Trentino Alto Adige/Suedtirol

Merano, nuove regole sulla musica: stretta sulle casse e sugli schiamazzi – Merano



MERANO. Dopo una accesa discussione, il consiglio comunale ha approvato una significativa modifica al regolamento di polizia urbana, segnando un punto di svolta nella gestione degli eventi pubblici e delle emissioni sonore in città. La delibera, passata con 22 voti favorevoli e 10 astensioni, introduce una disciplina per l’uso di strumenti musicali e impianti di amplificazione all’aperto come risultato di un difficile equilibrio tra il desiderio di una città dinamica e la tutela del riposo.
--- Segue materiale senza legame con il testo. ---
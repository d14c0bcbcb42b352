//! Application configuration schemas.
//!
//! All configuration structs are deserialized from TOML files via the
//! `config` crate. Each sub-module represents a logical configuration
//! section.

pub mod app;
pub mod auth;
pub mod database;
pub mod logging;

use serde::{Deserialize, Serialize};

pub use self::app::ServerConfig;
pub use self::auth::AuthConfig;
pub use self::database::DatabaseConfig;
pub use self::logging::LoggingConfig;

use crate::error::AppError;

/// Root application configuration.
///
/// This struct is the top-level deserialization target for the merged
/// TOML configuration files plus environment variable overrides.
#[derive(Debug, Clone, Serialize, Deserialize)]
pub struct AppConfig {
    /// HTTP server settings.
    pub server: ServerConfig,
    /// Database connection settings.
    pub database: DatabaseConfig,
    /// Authentication settings.
    pub auth: AuthConfig,
    /// Logging settings.
    pub logging: LoggingConfig,
}

impl AppConfig {
    /// Load configuration from TOML files.
    ///
    /// Merges the default configuration with an environment-specific
    /// overlay and environment variables prefixed with `EVENTHUB`.
    pub fn load(env: &str) -> Result<Self, AppError> {
        let config = config::Config::builder()
            .add_source(config::File::with_name("config/default").required(false))
            .add_source(config::File::with_name(&format!("config/{env}")).required(false))
            .add_source(
                config::Environment::with_prefix("EVENTHUB")
                    .separator("__")
                    .try_parsing(true),
            )
            .build()
            .map_err(|e| AppError::configuration(format!("Failed to build config: {e}")))?;

        config
            .try_deserialize()
            .map_err(|e| AppError::configuration(format!("Failed to deserialize config: {e}")))
    }
}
Katharina Zeller ha aperto il dibattito sottolineando la natura «attiva» di Merano, ponendo l’accento sui limiti invalicabili posti dalla legge. «Merano è una città vivace, ma serve anche rispetto della quiete pubblica», ha dichiarato la sindaca. Katharina Zeller ha poi risposto alle critiche sulla presunta arbitrarietà delle nuove norme, precisando che le deroghe non sono una scelta politica personale. «Interpretiamo le norme in modo ragionevole applicando le leggi per come sono scritte», ha detto, evidenziando che ogni decisione si baserà su pareri tecnici e certificazioni di idoneità dei luoghi.

Semplificazioni e limiti

Uno dei punti cardine delle modifiche al regolamento è l’adeguamento alla normativa provinciale sulla segnalazione certificata di inizio attività (Scia) che semplifica l’organizzazione di piccoli eventi. Tuttavia, per evitare che la semplificazione si trasformi in un disturbo per la quiete pubblica, sono stati introdotti limiti precisi. L’assessore Daniele Di Lucrezia ha spiegato che il regolamento prevede ora una pausa di due giorni tra eventi nel raggio di 100 metri e un limite di 85 decibel per le deroghe. «La narrazione che dopo le 23 non si può fare musica non corrisponde al vero, dipende dalla modalità della manifestazione», così l’assessore. Alla fine, il limite per gli eventi con Scia semplice è stato infatti posticipato dalle 23 alle 23.30 nel solo periodo estivo. Un aggiustamento frutto di un lavoro di mediazione, come evidenziato da Antonio Mazzotta (Alleanza per Merano) che ha definito il testo «un ottimo compromesso» capace di trovare un bilanciamento tra le diverse esigenze.

Critiche dell’opposizione

Critica l’opposizione, con Emanuela Albieri (Civica per Merano) che ha accusato la maggioranza di lanciare messaggi contraddittori: «Non si può lamentare il fatto che Merano è spenta e poi stringere i regolamenti. La discrezionalità sarà usata come strumento politico?». Elena Da Molin (Fratelli d’Italia) ha definito i piccoli passi avanti imposti da Alleanza per Merano insufficienti rispetto alle promesse elettorali. «Che distanza tra la sindaca in campagna elettorale e ora, con Di Lucrezia autodichiaratosi sindaco della notte: adesso è al massimo sindaco della sera», il commento ironico della consigliera di FdI. Johannes Ortner (Verdi) ha dato voce ai residenti del centro esasperati dal rumore, mettendo in dubbio il valore culturale dei Dj set: «Non si può definire vita cittadina il fatto che altri debbano subire in modo massiccio un disturbo della propria sfera privata».
La replica

Bassamba Diaby (Partito democratico) ha sottolineato la spaccatura in Consiglio: «Vogliamo la musica oppure abbiamo paura che un cittadino faccia causa al Comune e poi tutti dobbiamo pagare». Infine, il vicesindaco Nerio Zaccaria ha difeso l’impianto normativo contro il rischio di un caos gestionale, ricordando che in passato si arrivava a gestire quasi 800 richieste annuali: «L’amministrazione comunale non può permettere il liberi tutti in città».